▸ TASK BRIEF
In the entries that follow, the first line to write out is the one containing "filename src/cache.rs", and the last is the one containing "tests a recording". Reproduce that stretch exactly, with nothing before or after it.

(Data records)
---*---

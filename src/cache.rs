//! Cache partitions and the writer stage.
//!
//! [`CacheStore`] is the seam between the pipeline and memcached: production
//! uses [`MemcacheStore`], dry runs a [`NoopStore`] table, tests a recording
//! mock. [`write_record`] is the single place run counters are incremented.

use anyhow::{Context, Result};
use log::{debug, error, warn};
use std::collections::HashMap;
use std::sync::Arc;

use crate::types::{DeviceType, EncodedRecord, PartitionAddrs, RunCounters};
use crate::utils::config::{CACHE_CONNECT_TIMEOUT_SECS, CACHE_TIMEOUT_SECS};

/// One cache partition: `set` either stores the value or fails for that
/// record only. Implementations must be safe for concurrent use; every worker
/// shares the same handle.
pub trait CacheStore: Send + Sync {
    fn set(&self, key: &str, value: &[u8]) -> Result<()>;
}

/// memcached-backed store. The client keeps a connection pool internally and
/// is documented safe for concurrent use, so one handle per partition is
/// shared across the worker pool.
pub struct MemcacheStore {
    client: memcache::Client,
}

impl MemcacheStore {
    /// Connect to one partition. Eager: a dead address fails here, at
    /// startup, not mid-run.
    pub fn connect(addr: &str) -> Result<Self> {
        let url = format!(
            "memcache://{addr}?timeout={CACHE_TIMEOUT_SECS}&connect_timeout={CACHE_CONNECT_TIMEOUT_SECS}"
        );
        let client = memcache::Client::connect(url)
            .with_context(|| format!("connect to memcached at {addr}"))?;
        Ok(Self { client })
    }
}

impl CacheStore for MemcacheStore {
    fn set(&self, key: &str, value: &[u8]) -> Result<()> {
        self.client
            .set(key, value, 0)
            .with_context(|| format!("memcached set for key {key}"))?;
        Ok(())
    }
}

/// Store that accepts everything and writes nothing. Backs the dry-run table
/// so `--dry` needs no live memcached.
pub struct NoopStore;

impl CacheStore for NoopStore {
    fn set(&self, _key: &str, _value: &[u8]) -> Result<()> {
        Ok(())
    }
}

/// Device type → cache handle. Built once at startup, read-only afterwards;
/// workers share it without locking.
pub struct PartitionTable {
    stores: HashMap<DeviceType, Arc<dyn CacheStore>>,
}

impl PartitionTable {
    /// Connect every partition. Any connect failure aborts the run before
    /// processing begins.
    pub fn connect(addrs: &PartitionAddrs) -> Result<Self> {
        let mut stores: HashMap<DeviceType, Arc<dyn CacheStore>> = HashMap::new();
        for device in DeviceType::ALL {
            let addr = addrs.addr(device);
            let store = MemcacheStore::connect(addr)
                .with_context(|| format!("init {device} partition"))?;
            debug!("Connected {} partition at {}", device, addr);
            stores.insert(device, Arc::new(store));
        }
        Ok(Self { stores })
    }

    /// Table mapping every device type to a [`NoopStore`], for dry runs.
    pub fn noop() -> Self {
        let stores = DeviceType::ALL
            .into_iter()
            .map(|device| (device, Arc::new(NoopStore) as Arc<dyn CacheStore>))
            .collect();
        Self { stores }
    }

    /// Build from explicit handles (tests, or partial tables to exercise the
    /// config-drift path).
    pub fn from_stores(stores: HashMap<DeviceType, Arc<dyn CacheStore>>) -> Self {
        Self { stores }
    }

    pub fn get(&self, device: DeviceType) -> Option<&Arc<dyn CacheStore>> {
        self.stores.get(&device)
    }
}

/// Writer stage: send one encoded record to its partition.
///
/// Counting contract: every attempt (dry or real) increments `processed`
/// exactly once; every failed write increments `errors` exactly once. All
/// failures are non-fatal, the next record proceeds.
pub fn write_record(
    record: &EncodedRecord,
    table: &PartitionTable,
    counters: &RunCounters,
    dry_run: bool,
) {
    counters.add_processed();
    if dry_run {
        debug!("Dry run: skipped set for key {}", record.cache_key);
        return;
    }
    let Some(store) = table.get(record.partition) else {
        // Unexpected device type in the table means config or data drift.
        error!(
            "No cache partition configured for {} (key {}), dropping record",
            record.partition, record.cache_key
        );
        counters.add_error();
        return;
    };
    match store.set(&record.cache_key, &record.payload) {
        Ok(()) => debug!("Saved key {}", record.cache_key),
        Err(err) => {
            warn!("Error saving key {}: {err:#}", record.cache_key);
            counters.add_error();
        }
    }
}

---*---

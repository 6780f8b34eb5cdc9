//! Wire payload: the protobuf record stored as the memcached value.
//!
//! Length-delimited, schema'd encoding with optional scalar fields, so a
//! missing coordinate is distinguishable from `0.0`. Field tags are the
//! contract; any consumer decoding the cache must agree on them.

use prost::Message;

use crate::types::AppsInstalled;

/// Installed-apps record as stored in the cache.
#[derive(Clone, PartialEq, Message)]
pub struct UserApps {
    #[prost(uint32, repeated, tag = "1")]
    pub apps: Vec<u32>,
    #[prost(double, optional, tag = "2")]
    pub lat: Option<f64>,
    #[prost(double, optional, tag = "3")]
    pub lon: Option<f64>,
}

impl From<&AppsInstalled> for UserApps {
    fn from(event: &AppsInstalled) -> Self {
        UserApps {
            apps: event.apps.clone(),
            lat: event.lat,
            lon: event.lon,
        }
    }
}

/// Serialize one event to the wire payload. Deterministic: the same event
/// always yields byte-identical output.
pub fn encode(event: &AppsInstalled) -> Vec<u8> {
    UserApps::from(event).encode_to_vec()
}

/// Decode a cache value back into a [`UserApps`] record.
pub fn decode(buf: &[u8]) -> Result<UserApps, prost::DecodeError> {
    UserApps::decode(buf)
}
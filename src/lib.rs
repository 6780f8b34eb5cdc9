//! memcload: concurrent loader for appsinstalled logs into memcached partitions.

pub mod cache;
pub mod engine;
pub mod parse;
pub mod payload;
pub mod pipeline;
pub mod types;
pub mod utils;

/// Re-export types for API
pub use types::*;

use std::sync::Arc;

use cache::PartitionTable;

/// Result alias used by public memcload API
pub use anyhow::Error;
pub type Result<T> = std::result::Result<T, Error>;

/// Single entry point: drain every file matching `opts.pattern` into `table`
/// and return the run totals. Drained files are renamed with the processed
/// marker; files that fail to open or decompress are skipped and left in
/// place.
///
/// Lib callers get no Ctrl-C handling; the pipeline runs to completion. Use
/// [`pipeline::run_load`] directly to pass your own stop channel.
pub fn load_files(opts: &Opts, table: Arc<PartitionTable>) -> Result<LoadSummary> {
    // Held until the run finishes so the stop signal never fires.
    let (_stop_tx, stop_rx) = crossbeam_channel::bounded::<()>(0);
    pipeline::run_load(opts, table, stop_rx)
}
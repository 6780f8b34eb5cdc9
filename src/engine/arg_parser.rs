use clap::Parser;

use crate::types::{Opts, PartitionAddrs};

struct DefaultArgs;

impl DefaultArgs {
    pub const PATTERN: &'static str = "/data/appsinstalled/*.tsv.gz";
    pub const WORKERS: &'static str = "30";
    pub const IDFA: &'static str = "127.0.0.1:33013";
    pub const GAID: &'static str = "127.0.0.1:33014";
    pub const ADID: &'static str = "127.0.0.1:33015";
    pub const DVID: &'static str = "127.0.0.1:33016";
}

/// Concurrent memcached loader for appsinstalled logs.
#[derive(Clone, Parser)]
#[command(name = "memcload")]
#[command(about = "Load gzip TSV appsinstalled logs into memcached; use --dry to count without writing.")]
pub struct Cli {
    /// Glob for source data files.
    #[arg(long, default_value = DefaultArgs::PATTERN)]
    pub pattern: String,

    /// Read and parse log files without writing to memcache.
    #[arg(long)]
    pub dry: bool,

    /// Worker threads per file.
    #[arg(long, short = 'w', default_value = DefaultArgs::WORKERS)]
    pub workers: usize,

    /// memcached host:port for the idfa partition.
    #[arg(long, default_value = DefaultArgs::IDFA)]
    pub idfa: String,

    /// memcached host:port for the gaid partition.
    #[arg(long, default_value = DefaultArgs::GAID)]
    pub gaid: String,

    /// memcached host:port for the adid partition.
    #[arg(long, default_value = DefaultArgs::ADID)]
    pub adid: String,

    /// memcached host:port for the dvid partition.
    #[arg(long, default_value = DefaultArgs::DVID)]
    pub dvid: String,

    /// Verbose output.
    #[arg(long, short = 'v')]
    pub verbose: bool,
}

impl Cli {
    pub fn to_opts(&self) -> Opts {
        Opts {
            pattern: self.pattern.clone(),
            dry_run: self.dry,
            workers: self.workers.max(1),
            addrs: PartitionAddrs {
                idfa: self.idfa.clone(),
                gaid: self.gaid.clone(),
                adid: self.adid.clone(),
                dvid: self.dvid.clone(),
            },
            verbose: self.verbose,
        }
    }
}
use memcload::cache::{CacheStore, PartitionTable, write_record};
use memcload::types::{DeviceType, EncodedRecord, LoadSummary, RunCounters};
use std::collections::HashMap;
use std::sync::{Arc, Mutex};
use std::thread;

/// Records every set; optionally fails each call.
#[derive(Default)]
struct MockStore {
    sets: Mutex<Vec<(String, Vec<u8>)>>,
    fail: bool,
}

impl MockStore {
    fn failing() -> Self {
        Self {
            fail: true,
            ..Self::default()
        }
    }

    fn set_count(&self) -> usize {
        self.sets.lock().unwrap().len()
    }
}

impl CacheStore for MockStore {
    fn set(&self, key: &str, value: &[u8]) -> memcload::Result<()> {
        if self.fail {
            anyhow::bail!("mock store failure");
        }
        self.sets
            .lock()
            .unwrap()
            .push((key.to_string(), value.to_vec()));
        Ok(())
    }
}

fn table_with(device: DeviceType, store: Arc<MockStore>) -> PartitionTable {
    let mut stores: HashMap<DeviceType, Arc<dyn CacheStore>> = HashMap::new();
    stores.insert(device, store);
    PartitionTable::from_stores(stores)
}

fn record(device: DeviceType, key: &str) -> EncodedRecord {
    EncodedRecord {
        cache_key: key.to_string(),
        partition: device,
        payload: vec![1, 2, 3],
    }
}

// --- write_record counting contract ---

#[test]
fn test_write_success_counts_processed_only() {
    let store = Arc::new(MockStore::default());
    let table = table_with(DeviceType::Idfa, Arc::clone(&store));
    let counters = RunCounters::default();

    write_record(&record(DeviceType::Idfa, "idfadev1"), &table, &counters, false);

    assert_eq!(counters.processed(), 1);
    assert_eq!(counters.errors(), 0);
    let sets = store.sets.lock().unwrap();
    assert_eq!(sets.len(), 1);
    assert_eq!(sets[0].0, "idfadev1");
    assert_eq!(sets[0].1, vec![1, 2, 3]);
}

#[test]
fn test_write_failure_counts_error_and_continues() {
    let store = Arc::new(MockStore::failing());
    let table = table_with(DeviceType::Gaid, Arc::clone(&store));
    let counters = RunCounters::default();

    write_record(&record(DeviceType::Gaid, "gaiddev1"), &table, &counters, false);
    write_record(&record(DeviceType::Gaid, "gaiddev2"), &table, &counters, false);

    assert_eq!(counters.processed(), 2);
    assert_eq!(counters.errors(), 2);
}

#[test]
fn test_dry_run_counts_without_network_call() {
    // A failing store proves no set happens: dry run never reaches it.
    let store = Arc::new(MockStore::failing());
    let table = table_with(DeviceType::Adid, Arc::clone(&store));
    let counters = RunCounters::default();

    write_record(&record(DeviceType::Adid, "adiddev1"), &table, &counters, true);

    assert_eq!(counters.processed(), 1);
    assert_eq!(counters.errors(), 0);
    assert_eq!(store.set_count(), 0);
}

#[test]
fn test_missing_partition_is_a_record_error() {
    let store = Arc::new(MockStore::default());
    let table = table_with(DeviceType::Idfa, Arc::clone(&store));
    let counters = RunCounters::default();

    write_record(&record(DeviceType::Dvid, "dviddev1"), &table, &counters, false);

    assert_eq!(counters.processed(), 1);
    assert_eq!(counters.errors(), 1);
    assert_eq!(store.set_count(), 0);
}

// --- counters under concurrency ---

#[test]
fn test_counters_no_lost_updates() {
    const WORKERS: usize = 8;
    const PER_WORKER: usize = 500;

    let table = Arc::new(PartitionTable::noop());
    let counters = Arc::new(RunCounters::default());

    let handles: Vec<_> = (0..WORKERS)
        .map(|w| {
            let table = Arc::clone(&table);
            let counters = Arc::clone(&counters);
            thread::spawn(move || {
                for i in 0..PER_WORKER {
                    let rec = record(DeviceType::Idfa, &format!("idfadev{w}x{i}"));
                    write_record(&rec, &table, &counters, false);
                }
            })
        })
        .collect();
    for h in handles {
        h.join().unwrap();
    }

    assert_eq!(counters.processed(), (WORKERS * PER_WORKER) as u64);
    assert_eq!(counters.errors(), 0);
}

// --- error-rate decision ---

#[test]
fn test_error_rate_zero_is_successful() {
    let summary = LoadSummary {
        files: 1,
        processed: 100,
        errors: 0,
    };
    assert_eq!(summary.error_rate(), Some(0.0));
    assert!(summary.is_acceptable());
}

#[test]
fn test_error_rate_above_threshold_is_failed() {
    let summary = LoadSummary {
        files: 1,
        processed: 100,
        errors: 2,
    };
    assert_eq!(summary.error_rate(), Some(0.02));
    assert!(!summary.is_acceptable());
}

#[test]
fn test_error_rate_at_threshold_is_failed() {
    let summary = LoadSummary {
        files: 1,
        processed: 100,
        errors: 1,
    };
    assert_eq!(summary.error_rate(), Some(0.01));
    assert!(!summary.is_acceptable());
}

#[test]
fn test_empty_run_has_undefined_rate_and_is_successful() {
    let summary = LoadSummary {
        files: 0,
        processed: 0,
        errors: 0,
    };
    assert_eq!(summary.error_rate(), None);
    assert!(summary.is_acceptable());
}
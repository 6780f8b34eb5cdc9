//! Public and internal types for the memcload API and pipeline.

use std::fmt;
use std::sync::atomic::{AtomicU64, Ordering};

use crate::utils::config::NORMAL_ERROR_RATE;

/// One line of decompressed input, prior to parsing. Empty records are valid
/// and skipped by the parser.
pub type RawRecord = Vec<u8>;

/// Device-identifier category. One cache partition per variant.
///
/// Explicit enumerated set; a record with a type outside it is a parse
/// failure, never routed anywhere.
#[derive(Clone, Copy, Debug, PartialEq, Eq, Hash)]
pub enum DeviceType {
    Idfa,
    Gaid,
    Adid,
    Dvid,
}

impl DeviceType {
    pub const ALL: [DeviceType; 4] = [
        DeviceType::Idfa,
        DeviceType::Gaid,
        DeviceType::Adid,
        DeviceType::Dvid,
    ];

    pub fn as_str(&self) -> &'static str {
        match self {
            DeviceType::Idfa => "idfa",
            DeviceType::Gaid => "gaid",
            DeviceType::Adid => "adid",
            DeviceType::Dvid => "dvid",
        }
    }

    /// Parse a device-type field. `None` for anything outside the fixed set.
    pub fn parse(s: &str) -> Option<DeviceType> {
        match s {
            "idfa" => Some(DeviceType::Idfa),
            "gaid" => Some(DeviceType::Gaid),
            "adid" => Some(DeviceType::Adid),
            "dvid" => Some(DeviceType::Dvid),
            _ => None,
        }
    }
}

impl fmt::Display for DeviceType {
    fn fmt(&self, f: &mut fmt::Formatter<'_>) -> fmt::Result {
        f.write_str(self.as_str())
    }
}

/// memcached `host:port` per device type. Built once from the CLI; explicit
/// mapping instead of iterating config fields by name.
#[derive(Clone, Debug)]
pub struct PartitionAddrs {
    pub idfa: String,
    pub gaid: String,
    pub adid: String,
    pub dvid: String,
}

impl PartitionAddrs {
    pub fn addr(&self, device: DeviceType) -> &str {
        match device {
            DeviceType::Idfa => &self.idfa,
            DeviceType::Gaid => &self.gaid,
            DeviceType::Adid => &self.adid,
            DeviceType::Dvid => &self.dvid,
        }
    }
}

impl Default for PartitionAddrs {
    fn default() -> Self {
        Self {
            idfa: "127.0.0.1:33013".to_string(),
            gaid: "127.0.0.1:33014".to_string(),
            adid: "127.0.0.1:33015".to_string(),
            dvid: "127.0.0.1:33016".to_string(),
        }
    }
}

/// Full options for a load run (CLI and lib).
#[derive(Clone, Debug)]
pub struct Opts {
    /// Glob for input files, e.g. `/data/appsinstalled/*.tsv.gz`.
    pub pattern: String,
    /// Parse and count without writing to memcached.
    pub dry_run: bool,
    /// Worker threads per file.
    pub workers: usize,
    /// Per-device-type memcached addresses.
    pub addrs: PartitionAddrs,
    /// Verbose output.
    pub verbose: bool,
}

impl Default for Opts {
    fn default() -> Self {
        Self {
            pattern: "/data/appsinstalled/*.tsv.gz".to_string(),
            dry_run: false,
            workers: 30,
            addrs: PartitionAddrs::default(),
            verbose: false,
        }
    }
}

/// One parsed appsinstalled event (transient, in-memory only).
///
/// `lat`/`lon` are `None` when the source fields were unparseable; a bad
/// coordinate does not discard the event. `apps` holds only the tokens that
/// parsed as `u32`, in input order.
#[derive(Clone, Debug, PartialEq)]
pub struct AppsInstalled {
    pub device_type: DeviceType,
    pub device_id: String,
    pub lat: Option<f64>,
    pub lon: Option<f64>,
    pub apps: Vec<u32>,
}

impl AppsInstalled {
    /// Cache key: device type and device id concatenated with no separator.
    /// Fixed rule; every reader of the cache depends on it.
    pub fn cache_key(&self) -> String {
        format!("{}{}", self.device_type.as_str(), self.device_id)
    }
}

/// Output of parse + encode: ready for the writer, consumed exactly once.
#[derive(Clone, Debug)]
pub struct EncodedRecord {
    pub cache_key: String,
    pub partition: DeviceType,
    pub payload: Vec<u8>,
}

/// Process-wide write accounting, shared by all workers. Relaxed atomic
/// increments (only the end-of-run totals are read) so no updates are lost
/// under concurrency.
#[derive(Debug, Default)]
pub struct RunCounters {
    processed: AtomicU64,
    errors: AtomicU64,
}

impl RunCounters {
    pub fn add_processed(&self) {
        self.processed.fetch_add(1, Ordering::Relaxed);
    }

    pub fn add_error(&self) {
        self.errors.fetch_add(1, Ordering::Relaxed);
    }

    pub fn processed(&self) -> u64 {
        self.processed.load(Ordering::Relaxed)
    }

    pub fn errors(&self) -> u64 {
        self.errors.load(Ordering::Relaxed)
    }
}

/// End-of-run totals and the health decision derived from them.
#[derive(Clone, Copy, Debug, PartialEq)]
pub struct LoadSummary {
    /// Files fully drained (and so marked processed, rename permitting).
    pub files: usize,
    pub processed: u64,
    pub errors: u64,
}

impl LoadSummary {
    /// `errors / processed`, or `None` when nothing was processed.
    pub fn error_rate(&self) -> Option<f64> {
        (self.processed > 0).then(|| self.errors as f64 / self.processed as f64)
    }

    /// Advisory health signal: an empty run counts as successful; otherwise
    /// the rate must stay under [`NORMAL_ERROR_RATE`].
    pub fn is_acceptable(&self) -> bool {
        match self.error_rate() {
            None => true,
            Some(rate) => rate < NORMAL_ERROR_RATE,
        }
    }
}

---*---

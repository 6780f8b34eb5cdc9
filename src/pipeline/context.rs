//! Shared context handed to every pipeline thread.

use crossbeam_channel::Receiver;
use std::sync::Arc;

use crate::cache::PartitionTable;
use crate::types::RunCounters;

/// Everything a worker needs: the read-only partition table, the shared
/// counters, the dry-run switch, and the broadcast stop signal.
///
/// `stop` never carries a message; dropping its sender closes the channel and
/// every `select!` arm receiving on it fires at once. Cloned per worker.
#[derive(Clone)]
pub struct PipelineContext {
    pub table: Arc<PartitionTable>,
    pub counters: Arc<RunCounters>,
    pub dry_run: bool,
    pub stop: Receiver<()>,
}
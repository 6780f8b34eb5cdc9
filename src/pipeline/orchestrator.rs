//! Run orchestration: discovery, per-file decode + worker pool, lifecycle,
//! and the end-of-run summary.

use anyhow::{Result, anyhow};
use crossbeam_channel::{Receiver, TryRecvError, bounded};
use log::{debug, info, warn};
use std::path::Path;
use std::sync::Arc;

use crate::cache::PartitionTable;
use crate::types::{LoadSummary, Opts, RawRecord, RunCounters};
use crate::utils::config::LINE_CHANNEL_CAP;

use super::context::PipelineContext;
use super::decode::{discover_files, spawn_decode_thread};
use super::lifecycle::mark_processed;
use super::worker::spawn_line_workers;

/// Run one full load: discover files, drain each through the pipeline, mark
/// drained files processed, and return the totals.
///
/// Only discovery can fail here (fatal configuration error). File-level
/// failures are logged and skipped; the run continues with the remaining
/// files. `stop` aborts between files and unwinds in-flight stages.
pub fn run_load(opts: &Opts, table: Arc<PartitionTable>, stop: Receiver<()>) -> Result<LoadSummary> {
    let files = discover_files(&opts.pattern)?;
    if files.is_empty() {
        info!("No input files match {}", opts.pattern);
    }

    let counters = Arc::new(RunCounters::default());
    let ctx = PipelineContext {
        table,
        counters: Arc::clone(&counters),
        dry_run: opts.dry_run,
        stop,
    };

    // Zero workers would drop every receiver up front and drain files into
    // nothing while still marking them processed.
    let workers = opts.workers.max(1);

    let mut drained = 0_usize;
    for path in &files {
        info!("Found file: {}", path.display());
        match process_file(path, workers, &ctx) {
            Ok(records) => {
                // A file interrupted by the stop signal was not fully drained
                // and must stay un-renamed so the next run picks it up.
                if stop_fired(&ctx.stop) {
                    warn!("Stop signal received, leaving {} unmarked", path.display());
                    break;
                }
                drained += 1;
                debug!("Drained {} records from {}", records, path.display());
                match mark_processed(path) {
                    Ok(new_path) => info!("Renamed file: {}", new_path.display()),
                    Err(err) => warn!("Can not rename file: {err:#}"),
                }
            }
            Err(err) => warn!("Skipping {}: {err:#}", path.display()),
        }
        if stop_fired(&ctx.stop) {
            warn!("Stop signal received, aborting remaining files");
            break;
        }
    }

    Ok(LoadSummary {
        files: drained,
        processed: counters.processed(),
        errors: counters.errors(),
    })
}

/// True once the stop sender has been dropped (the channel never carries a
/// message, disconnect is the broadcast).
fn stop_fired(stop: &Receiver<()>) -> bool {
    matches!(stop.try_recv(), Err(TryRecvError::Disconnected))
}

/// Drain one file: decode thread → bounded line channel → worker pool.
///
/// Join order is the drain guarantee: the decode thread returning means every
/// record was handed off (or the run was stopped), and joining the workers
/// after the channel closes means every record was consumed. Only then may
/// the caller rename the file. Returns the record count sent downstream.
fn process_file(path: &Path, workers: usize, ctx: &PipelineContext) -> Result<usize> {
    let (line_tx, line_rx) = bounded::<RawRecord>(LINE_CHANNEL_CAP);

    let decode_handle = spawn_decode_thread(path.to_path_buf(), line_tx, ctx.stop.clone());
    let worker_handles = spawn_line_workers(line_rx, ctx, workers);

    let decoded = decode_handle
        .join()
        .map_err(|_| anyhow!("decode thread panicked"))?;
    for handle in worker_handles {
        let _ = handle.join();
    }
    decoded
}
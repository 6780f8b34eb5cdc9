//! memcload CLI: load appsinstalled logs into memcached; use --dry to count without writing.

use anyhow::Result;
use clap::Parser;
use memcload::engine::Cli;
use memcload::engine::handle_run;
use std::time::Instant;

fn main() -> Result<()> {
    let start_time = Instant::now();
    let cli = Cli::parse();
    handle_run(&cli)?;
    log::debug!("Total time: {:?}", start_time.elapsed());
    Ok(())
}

---*---

▸ PROBLEM SOLUTION
filename src/cache.rs
//! Cache partitions and the writer stage.
//!
//! [`CacheStore`] is the seam between the pipeline and memcached: production
//! uses [`MemcacheStore`], dry runs a [`NoopStore`] table, tests a recording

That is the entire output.